WORK ITEM
Some lines in the entries contain the word "filename". Copy all of them.

Records from a collection
== == ==

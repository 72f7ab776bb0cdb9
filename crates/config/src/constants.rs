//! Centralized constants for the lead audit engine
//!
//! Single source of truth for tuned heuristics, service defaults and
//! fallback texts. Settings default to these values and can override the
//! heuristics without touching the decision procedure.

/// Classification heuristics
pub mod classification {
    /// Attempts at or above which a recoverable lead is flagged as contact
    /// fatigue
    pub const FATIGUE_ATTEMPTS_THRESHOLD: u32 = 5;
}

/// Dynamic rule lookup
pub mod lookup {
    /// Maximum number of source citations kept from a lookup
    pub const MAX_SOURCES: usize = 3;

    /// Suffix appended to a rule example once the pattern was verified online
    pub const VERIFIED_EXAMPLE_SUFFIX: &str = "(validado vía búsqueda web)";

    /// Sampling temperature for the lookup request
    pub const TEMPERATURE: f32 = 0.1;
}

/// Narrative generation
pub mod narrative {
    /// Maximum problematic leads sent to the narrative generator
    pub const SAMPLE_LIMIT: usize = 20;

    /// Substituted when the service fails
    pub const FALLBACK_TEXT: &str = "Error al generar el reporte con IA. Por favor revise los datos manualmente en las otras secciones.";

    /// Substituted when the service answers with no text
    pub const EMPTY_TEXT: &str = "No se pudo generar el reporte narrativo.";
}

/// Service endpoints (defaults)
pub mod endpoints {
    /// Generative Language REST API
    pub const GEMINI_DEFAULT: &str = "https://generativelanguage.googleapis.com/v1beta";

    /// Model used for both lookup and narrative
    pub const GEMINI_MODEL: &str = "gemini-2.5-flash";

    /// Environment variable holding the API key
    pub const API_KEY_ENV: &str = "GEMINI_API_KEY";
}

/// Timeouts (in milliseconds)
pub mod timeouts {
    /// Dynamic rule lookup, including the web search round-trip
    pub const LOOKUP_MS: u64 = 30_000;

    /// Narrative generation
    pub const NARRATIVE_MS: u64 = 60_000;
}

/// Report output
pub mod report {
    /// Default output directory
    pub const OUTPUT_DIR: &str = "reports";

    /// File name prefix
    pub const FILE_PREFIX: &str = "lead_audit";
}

== == ==

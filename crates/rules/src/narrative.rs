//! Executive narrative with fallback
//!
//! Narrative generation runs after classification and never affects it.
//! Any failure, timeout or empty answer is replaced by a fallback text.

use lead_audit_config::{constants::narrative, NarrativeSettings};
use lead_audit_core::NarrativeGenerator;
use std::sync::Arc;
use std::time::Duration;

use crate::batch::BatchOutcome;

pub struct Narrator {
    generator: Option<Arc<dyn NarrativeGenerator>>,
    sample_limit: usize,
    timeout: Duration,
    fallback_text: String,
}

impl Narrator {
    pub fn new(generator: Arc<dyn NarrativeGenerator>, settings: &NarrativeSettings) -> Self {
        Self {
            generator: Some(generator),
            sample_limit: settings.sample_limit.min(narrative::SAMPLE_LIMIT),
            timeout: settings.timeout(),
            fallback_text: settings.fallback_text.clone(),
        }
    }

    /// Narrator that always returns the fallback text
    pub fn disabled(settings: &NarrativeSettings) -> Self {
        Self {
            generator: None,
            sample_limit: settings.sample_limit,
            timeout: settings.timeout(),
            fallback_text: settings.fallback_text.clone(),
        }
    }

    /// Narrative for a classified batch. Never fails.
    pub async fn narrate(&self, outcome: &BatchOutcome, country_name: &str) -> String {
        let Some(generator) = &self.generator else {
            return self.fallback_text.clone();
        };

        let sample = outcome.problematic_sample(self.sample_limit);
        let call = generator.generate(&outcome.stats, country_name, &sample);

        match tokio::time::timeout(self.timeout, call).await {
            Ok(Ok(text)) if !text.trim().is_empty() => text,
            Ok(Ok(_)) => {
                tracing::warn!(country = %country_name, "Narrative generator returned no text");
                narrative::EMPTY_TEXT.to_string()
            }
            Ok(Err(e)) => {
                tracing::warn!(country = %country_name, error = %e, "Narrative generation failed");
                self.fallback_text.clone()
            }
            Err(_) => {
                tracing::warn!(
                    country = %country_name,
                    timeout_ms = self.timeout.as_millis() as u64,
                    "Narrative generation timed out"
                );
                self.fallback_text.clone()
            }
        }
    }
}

== == ==

EXPECTED ANSWER
filename crates/config/src/constants.rs
filename crates/rules/src/narrative.rs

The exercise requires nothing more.